(Collected data)
-- -- --

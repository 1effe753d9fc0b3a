//! Shared application state.
//!
//! DESIGN
//! ======
//! `AppState` is injected into Axum handlers via the `State` extractor. It
//! holds the session store and the configured identity methods.

use std::sync::Arc;

use crate::config::{Config, LocalAccount};
use crate::services::identity::GoogleVerifier;
use crate::services::session::SessionStore;

/// Shared application state, injected into Axum handlers via State extractor.
/// Clone is required by Axum; all inner fields are Arc-wrapped or Clone.
#[derive(Clone)]
pub struct AppState {
    pub sessions: SessionStore,
    pub local_accounts: Arc<[LocalAccount]>,
    pub google: Option<Arc<GoogleVerifier>>,
    pub cookie_secure: bool,
}

impl AppState {
    #[must_use]
    pub fn new(config: &Config) -> Self {
        Self {
            sessions: SessionStore::new(config.session_ttl),
            local_accounts: config.local_accounts.clone().into(),
            google: config.google_client_id.as_deref().map(|id| Arc::new(GoogleVerifier::new(id))),
            cookie_secure: config.cookie_secure,
        }
    }
}
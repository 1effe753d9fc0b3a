//! Public landing page.

use leptos::prelude::*;
use leptos_router::components::A;

const FEATURES: [(&str, &str); 6] = [
    ("Instant Analysis", "Get results in seconds using advanced AI"),
    ("High Accuracy", "Trained on thousands of dermatology cases"),
    ("Detailed Reports", "Severity levels, description & education"),
    ("Privacy First", "Your data is always encrypted"),
    ("Mobile Ready", "Works on all devices"),
    ("Educational", "Learn about different skin conditions"),
];

const STEPS: [(&str, &str); 3] = [
    ("Upload Image", "Upload a clear photo of the affected area"),
    ("AI Analysis", "The AI model evaluates your image"),
    ("Get Results", "Receive an instant & educational report"),
];

#[component]
pub fn HomePage() -> impl IntoView {
    let features = FEATURES
        .into_iter()
        .map(|(title, desc)| {
            view! {
                <div class="feature-card">
                    <div class="feature-icon"></div>
                    <h3>{title}</h3>
                    <p>{desc}</p>
                </div>
            }
        })
        .collect_view();

    let steps = STEPS
        .into_iter()
        .enumerate()
        .map(|(index, (title, desc))| {
            view! {
                <div class="step">
                    <div class="step-number">{index + 1}</div>
                    <h3>{title}</h3>
                    <p>{desc}</p>
                </div>
            }
        })
        .collect_view();

    view! {
        <div class="home-wrapper">
            <header class="header">
                <div class="header-inner">
                    <div class="logo">"Derm" <span>"AI"</span></div>
                    <nav class="nav">
                        <a href="#features">"Features"</a>
                        <a href="#how-it-works">"How It Works"</a>
                    </nav>
                    <A href="/login" attr:class="btn-outline">"Sign In"</A>
                </div>
            </header>

            <section class="hero">
                <div class="hero-text">
                    <h1>"AI-Powered Skin Analysis"</h1>
                    <p>
                        "Upload an image of your skin condition and receive an instant, educational, and \
                         AI-driven analysis to help you understand your skin better."
                    </p>
                    <div class="hero-actions">
                        <A href="/login" attr:class="btn-primary">"Get Started"</A>
                        <a href="#how-it-works" class="btn-secondary">"Learn More"</a>
                    </div>
                </div>
                <div class="hero-visual">
                    <div class="hero-image-placeholder">"Skin Analysis Preview"</div>
                </div>
            </section>

            <section id="features" class="features">
                <h2 class="section-title">"Features"</h2>
                <p class="section-subtitle">"Smart, fast, and reliable skin analysis tools"</p>
                <div class="features-grid">{features}</div>
            </section>

            <section id="how-it-works" class="process">
                <h2 class="section-title">"How It Works"</h2>
                <p class="section-subtitle">"Simple 3-step flow"</p>
                <div class="process-steps">{steps}</div>
            </section>

            <section class="cta">
                <h2>"Ready to check your skin?"</h2>
                <p>"Understand your skin better with an educational AI analysis."</p>
                <A href="/login" attr:class="btn-primary btn-large">"Get Started Now"</A>
            </section>

            <footer class="footer">
                <div class="footer-grid">
                    <div>
                        <h4>"Derm-AI"</h4>
                        <p>"AI-powered skin analysis"</p>
                    </div>
                    <div>
                        <h4>"Quick Links"</h4>
                        <ul>
                            <li><a href="#features">"Features"</a></li>
                            <li><a href="#how-it-works">"How It Works"</a></li>
                        </ul>
                    </div>
                </div>
                <div class="footer-bottom">
                    "Educational use only. DermAI does not provide medical diagnoses."
                </div>
            </footer>
        </div>
    }
}
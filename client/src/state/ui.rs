//! Local UI chrome state (sidebar tabs, tip expansion).
//!
//! DESIGN
//! ======
//! Keeps transient presentation concerns out of the analyze controller so the
//! panels can evolve independently of the request lifecycle.

#[cfg(test)]
#[path = "ui_test.rs"]
mod ui_test;

/// Tabs available in the analyze sidebar.
#[derive(Clone, Copy, Debug, Default, PartialEq, Eq)]
pub enum SidebarTab {
    #[default]
    Analyze,
    History,
    Resources,
}

impl SidebarTab {
    pub const ALL: [Self; 3] = [Self::Analyze, Self::History, Self::Resources];

    #[must_use]
    pub fn label(self) -> &'static str {
        match self {
            Self::Analyze => "Analyze",
            Self::History => "History",
            Self::Resources => "Resources",
        }
    }
}

/// UI state for the analyze view's panels.
#[derive(Clone, Debug, Default, PartialEq, Eq)]
pub struct UiState {
    pub sidebar_tab: SidebarTab,
    /// Index of the expanded tip; at most one is open.
    pub expanded_tip: Option<usize>,
}

impl UiState {
    /// Expand tip `index`, or collapse it if it is already open.
    pub fn toggle_tip(&mut self, index: usize) {
        self.expanded_tip = if self.expanded_tip == Some(index) { None } else { Some(index) };
    }

    #[must_use]
    pub fn is_tip_expanded(&self, index: usize) -> bool {
        self.expanded_tip == Some(index)
    }
}
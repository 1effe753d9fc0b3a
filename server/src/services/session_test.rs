use super::*;

fn profile(name: &str) -> UserProfile {
    UserProfile {
        display_name: name.to_owned(),
        email: format!("{name}@derm.ai"),
        avatar_url: None,
    }
}

const TTL: Duration = Duration::from_secs(3600);

// =============================================================================
// Tokens
// =============================================================================

#[test]
fn bytes_to_hex_formats_lowercase_pairs() {
    assert_eq!(bytes_to_hex(&[0x00, 0xab, 0x0f]), "00ab0f");
}

#[test]
fn generate_token_is_64_hex_chars_and_unique() {
    let a = generate_token();
    let b = generate_token();
    assert_eq!(a.len(), 64);
    assert!(a.chars().all(|c| c.is_ascii_hexdigit()));
    assert_ne!(a, b);
}

// =============================================================================
// Lifecycle
// =============================================================================

#[tokio::test]
async fn created_session_resolves_to_profile() {
    let store = SessionStore::new(TTL);
    let token = store.create(profile("alice")).await;
    assert_eq!(store.get(&token).await, Some(profile("alice")));
}

#[tokio::test]
async fn unknown_token_resolves_to_none() {
    let store = SessionStore::new(TTL);
    assert_eq!(store.get("missing").await, None);
}

#[tokio::test]
async fn removed_session_no_longer_resolves() {
    let store = SessionStore::new(TTL);
    let token = store.create(profile("alice")).await;
    assert!(store.remove(&token).await);
    assert!(!store.remove(&token).await);
    assert_eq!(store.get(&token).await, None);
}

#[tokio::test]
async fn sessions_are_independent() {
    let store = SessionStore::new(TTL);
    let a = store.create(profile("alice")).await;
    let b = store.create(profile("bob")).await;
    store.remove(&a).await;
    assert_eq!(store.get(&b).await, Some(profile("bob")));
}

// =============================================================================
// Expiry
// =============================================================================

#[tokio::test]
async fn session_expires_after_ttl() {
    let store = SessionStore::new(TTL);
    let start = Instant::now();
    let token = store.create_at(profile("alice"), start).await;

    assert!(store.get_at(&token, start + TTL - Duration::from_secs(1)).await.is_some());
    assert_eq!(store.get_at(&token, start + TTL).await, None);
    assert_eq!(store.len().await, 0, "expired session should be dropped on lookup");
}

#[tokio::test]
async fn purge_removes_only_expired_sessions() {
    let store = SessionStore::new(TTL);
    let start = Instant::now();
    store.create_at(profile("old"), start).await;
    let fresh = store.create_at(profile("fresh"), start + TTL).await;

    assert_eq!(store.purge_expired_at(start + TTL + Duration::from_secs(1)).await, 1);
    assert_eq!(store.len().await, 1);
    assert!(store.get_at(&fresh, start + TTL + Duration::from_secs(1)).await.is_some());
}

#[tokio::test]
async fn oversized_ttl_is_capped_and_sessions_still_work() {
    let store = SessionStore::new(Duration::MAX);
    assert_eq!(store.ttl(), MAX_SESSION_TTL);

    let token = store.create(profile("alice")).await;
    assert_eq!(store.get(&token).await, Some(profile("alice")));
}

#[tokio::test]
async fn sweeper_purges_expired_sessions_in_background() {
    let store = SessionStore::new(Duration::ZERO);
    store.create(profile("alice")).await;
    assert_eq!(store.len().await, 1);

    let sweeper = spawn_sweeper(store.clone(), Duration::from_millis(10));
    tokio::time::sleep(Duration::from_millis(100)).await;
    sweeper.abort();

    assert_eq!(store.len().await, 0);
}
//! # dermai-client
//!
//! Leptos + WASM frontend for DermAI: upload a skin-lesion photo, send it to
//! the analysis endpoint, and read or export the educational result.
//!
//! This crate contains pages, components, application state, network
//! helpers, markdown stripping, and PDF report generation. The host server
//! depends on it with `ssr` to render the shell; the browser bundle is built
//! with `hydrate`.

pub mod app;
pub mod components;
pub mod net;
pub mod pages;
pub mod state;
pub mod util;

/// WASM entry point: install logging and hydrate the server-rendered body.
#[cfg(feature = "hydrate")]
#[wasm_bindgen::prelude::wasm_bindgen]
pub fn hydrate() {
    console_error_panic_hook::set_once();
    let _ = console_log::init_with_level(log::Level::Info);
    leptos::mount::hydrate_body(app::App);
}
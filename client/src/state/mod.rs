//! Client-side application state.
//!
//! ARCHITECTURE
//! ============
//! The app shell holds each state in an `RwSignal` and provides it by
//! context: `session` gates routes, `analyze` drives the upload lifecycle,
//! and `ui` carries panel chrome.

pub mod analyze;
pub mod session;
pub mod ui;
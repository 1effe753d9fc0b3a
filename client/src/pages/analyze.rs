//! Authenticated upload-and-analyze page.
//!
//! ARCHITECTURE
//! ============
//! All request state lives in the shell-owned `AnalyzeController` signal.
//! This page turns browser events into controller operations: picking a file
//! reads it and calls `select_file` (aborting any in-flight request), the
//! analyze button runs `net::analysis::submit` on a local task, and cancel
//! aborts the fetch before the controller drops its completion.

use leptos::prelude::*;
use leptos_router::hooks::use_navigate;

use crate::components::analysis_results::AnalysisResults;
use crate::components::derm_tips::DermTips;
use crate::components::sidebar::Sidebar;
use crate::net::analysis::{HttpAnalysisService, abort_in_flight, submit};
use crate::state::analyze::{AnalyzeController, ImageKind, MAX_UPLOAD_BYTES};
use crate::state::session::SessionState;
use crate::util::auth::install_unauth_redirect;

#[component]
pub fn AnalyzePage() -> impl IntoView {
    let session = expect_context::<RwSignal<SessionState>>();
    let controller = expect_context::<RwSignal<AnalyzeController>>();
    install_unauth_redirect(session, use_navigate());

    let file_input = NodeRef::<leptos::html::Input>::new();

    let on_pick = move |_| {
        #[cfg(feature = "hydrate")]
        {
            if let Some(input) = file_input.get() {
                input.click();
            }
        }
    };

    let on_file_change = move |_ev: leptos::ev::Event| {
        #[cfg(feature = "hydrate")]
        {
            let Some(input) = file_input.get() else {
                return;
            };
            let Some(file) = input.files().and_then(|files| files.get(0)) else {
                return;
            };
            // Allow re-selecting the same file later.
            input.set_value("");
            select_browser_file(controller, file);
        }
    };

    let on_analyze = move |_| {
        leptos::task::spawn_local(async move {
            let service = HttpAnalysisService::from_build_env();
            submit(&controller, &service).await;
        });
    };

    let on_cancel = move |_| {
        abort_in_flight();
        controller.update(|c| {
            c.cancel();
        });
    };

    let on_clear = move |_| controller.update(AnalyzeController::clear_file);

    let preview_url = move || controller.with(|c| c.pending().map(|p| p.preview_url().to_owned()));
    let submitting = move || controller.with(AnalyzeController::is_submitting);

    view! {
        <div class="analyze-layout">
            <Sidebar/>

            <main class="analyze-main">
                <header>
                    <h1>"Derm-AI"</h1>
                </header>

                <input
                    node_ref=file_input
                    type="file"
                    accept=ImageKind::ACCEPT
                    style="display: none"
                    on:change=on_file_change
                />

                <div class="upload-section" role="button" on:click=on_pick>
                    <p>"Click to upload an image"</p>
                    <span>{format!("PNG, JPG, or WEBP (max {} MB)", MAX_UPLOAD_BYTES / (1024 * 1024))}</span>
                </div>

                {move || {
                    preview_url()
                        .map(|src| {
                            view! {
                                <div class="preview">
                                    <img src=src alt="Selected lesion"/>
                                    <button class="clear-button" on:click=on_clear disabled=submitting>
                                        "Remove image"
                                    </button>
                                </div>
                            }
                        })
                }}

                <div class="analyze-actions">
                    <button
                        class="analyze-button"
                        on:click=on_analyze
                        disabled=move || !controller.with(AnalyzeController::can_submit)
                    >
                        {move || if submitting() { "Analyzing..." } else { "Run Educational Analysis" }}
                    </button>
                    <Show when=submitting>
                        <button class="cancel-button" on:click=on_cancel>
                            "Cancel"
                        </button>
                    </Show>
                </div>

                <AnalysisResults/>
            </main>

            <aside class="analyze-aside">
                <DermTips/>
            </aside>
        </div>
    }
}

/// Read a picked file and hand it to the controller.
#[cfg(feature = "hydrate")]
fn select_browser_file(controller: RwSignal<AnalyzeController>, file: web_sys::File) {
    use crate::state::analyze::{AnalyzeError, PreviewHandle};
    use crate::util::browser;

    #[allow(clippy::cast_possible_truncation, clippy::cast_sign_loss)]
    let reported_size = file.size() as usize;
    if reported_size > MAX_UPLOAD_BYTES {
        abort_in_flight();
        controller.update(|c| c.reject_file(&AnalyzeError::TooLarge { size: reported_size, limit: MAX_UPLOAD_BYTES }));
        return;
    }

    leptos::task::spawn_local(async move {
        let selected = match browser::read_selected_file(&file).await {
            Ok(selected) => selected,
            Err(e) => {
                log::warn!("reading picked file failed: {e}");
                abort_in_flight();
                controller.update(|c| c.reject_file(&AnalyzeError::Unreadable(e)));
                return;
            }
        };
        let preview = browser::create_preview(&file).unwrap_or_else(|| PreviewHandle::new(String::new()));

        abort_in_flight();
        controller.update(|c| {
            if let Err(e) = c.select_file(selected, preview) {
                log::info!("rejected picked file: {e:?}");
            }
        });
    });
}
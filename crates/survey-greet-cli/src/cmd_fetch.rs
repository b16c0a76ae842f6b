use anyhow::{Context, Result};
use survey_greet::{
    FetchConfig, QuestionIds, RecordStore, ResponseSource, StoreConfig, SurveyClient,
};

pub fn run(store: StoreConfig) -> Result<()> {
    let config = FetchConfig::from_env()?;
    let client = SurveyClient::new(config).context("Failed to build HTTP client")?;
    run_with_source(&client, &RecordStore::new(store.json_path))
}

fn run_with_source(source: &dyn ResponseSource, store: &RecordStore) -> Result<()> {
    let count = survey_greet::fetch_and_store(source, store, &QuestionIds::default())
        .with_context(|| format!("Failed to fetch responses into {:?}", store.path()))?;
    log::info!("fetched {} responses", count);
    Ok(())
}
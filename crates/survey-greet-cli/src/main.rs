mod cmd_fetch;
mod cmd_pick;

use anyhow::{Context, Result};
use clap::Parser;
use survey_greet::StoreConfig;

const DOTENV: &str = ".env";

#[derive(Parser, Debug)]
#[command(name = "survey-greet")]
#[command(version)]
#[command(about = "Fetch survey responses, or print a random one")]
struct Cli {
    /// Download responses from the survey API and replace the local store
    #[arg(long)]
    fetch: bool,
}

fn main() -> Result<()> {
    let cli = Cli::parse();

    env_logger::Builder::from_env(env_logger::Env::default().default_filter_or("warn")).init();
    load_dotenv()?;

    let store = StoreConfig::from_env()?;
    if cli.fetch {
        cmd_fetch::run(store)
    } else {
        cmd_pick::run(store)
    }
}

/// Read `./.env` into the environment if there is one. Parent directories
/// are not searched.
fn load_dotenv() -> Result<()> {
    match dotenvy::from_path(DOTENV) {
        Ok(()) => {
            log::debug!("loaded {}", DOTENV);
            Ok(())
        }
        Err(e) if e.not_found() => Ok(()),
        Err(e) => Err(e).context("Failed to load .env"),
    }
}
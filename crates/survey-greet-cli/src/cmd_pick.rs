use anyhow::{Context, Result};
use rand::Rng;
use survey_greet::{RecordStore, StoreConfig};

pub fn run(store: StoreConfig) -> Result<()> {
    let store = RecordStore::new(store.json_path);
    let text = render_random(&store, &mut rand::rng())?;
    println!("{}", text);
    Ok(())
}

fn render_random<R: Rng>(store: &RecordStore, rng: &mut R) -> Result<String> {
    survey_greet::pick_and_render(store, rng)
        .with_context(|| format!("Failed to pick a response from {:?}", store.path()))
}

-- -- --

Work instructions => Copy all lines of the records that have the string "open" in them.

Output of the task =>
    /// Index of the expanded tip; at most one is open.
    /// Expand tip `index`, or collapse it if it is already open.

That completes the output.